• [WORK REQUIRED]:
Give back each line of the listing below that contains the string "enum".

========================

use std::fmt;
use thiserror::Error;

#[derive(Debug, Error)]
pub enum RequestError {
    #[error("No JSON payload received")]
    EmptyPayload,
    #[error("Malformed JSON payload: {message}")]
    Malformed { message: String },
    #[error("No alerts found in payload")]
    NoAlerts,
    #[error("Invalid JSON format, expecting object or array of objects")]
    InvalidFormat,
}

#[derive(Debug, Error)]
pub enum StoreError {
    #[error("connection failed: {message}")]
    Connection { message: String },
    #[error("schema setup failed: {message}")]
    Schema { message: String },
    #[error("could not start transaction: {message}")]
    Begin { message: String },
    #[error("insert failed: {message}")]
    Insert { message: String },
    #[error("commit failed: {message}")]
    Commit { message: String },
    #[error("query failed: {message}")]
    Query { message: String },
}

/// A record that failed completeness checks. The draft is kept so the
/// skip can be logged with the offending values.
#[derive(Debug, Error)]
#[error("record missing required fields: {}", .missing.join(", "))]
pub struct IncompleteRecord<R: fmt::Debug> {
    pub missing: Vec<&'static str>,
    pub record: R,
}

#[derive(Debug, Error)]
pub enum ConfigError {
    #[error("invalid configuration: {0}")]
    Figment(#[from] Box<figment::Error>),
    #[error("invalid table name: {name:?}")]
    InvalidTableName { name: String },
    #[error("config file not found: {path}")]
    MissingFile { path: String },
}

impl From<figment::Error> for ConfigError {
    fn from(value: figment::Error) -> Self {
        ConfigError::Figment(Box::new(value))
    }
}

#[derive(Debug, Error)]
pub enum IngestError {
    #[error(transparent)]
    Request(#[from] RequestError),
    #[error(transparent)]
    Store(#[from] StoreError),
    #[error("internal error: {message}")]
    Internal { message: String },
}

========================

• [TASK ANSWER]:
pub enum RequestError {
pub enum StoreError {
pub enum ConfigError {
pub enum IngestError {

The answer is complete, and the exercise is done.